Dans ces tunnels, la technique sera toutefois différente. "Lorsque l’on a électrifié cette ligne, les ingénieurs ont en effet été confrontés à un problème de hauteur disponible dans les tunnels", indiquait ce mardi Jean-François Lenaers, ingénieur ouvrage d’art chez Infrabel, "afin de gagner de l’espace, la voie a été rabaissée en ôtant le ballast". À la place ? L’une des premières pose "directe", sur le béton. En 37 ans bien sûr, la corrosion a joué, phénomène accentué par la présence de courants électriques dits "vagabonds", à travers les éléments métalliques. La bonne nouvelle c’est qu’en 37 ans, les technologies ont évolué. Ici, on retrouvera toujours une pose directe donc mais avec une meilleure isolation des composants et une réduction des vibrations.

À noter encore que cet été, les quais de la gare Jonfosse seront aussi remplacés et remontés de 48 cm, favorisant notamment l’accès aux PMR.

Une caténaire inédite !

Plus question de câbles dans les tunnels, Infrabel teste un rail-caténaire

Lorsque les tunnels qui passent sous Saint-Gilles et sous Saint-Martin furent creusés, il n’était bien sûr pas question de trains électriques. Nous étions au XIXe siècle et les trains qui circulaient sur la voie étaient "à vapeur"… les techniques évoluent bien sûr mais la ligne 34, elle, est toujours bien restée campée sur ces flancs liégeois. Au moment de l’électrification, la problématique des caténaires s’est donc posée.

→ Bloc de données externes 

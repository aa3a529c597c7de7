use chrono::{DateTime, Utc};
use serde::{Deserialize, Serialize};

/// What the public contact form posts.
#[derive(Debug, Clone, PartialEq, Eq, Serialize, Deserialize)]
pub struct ContactMessageRequest {
    pub first_name: String,
    pub last_name: String,
    pub email: String,
    #[serde(default, skip_serializing_if = "Option::is_none")]
    pub phone: Option<String>,
    #[serde(default, skip_serializing_if = "Option::is_none")]
    pub subject: Option<String>,
    pub message: String,
}

#[derive(Debug, Clone, PartialEq, Eq, Serialize, Deserialize)]
pub struct ContactMessage {
    pub id: u64,
    pub first_name: String,
    pub last_name: String,
    pub email: String,
    #[serde(default)]
    pub phone: Option<String>,
    #[serde(default)]
    pub subject: Option<String>,
    pub message: String,
    #[serde(default)]
    pub is_read: bool,
    pub created_at: DateTime<Utc>,
}

impl ContactMessage {
    pub fn sender(&self) -> String {
        format!("{} {}", self.first_name, self.last_name).trim().to_string()
    }
}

Les caténaires en effet, c’est l’ensemble des câbles porteurs et des fils conducteurs destinés à l’alimentation en électricité des trains. Généralement, ils sont situés en suspension au-dessus des voies. "Le problème avec ces tunnels, c’est qu’on manquait un peu de place", explique Vincent Goreux, ingénieur caténaire chez Infrabel, "alors on a fait ce qu’on a pu à l’époque".

Lors de ce chantier de rénovation toutefois, c’est une technique (presque) inédite en Belgique qui sera utilisée. Ce système est un rail caténaire, fixé au plafond des tunnels. S’il existe en Espagne, en Italie et en Allemagne, il n’est pas encore utilisé sur le rail belge, "il n’en existe qu’un exemplaire, à la frontière allemande", poursuit l’ingénieur, qui précise que l’Allemagne a ici débordé sur le rail belge.

Le principe ? "La caténaire est en aluminium et permet de mieux capter le courant. Elle est aussi beaucoup plus compacte et n’est pas sensible aux changements de température". Un système plus fiable donc qui est sans doute appelé à se développer en Belgique. Seul "frein" : "Cela doit être suspendu tous les 12 mètres et donc de manière plus rapprochée que les caténaires classiques, c’est pour cela qu’on ne l’utilise que dans les tunnels ou pour le métro". Le système sera installé dans le courant du mois d’août.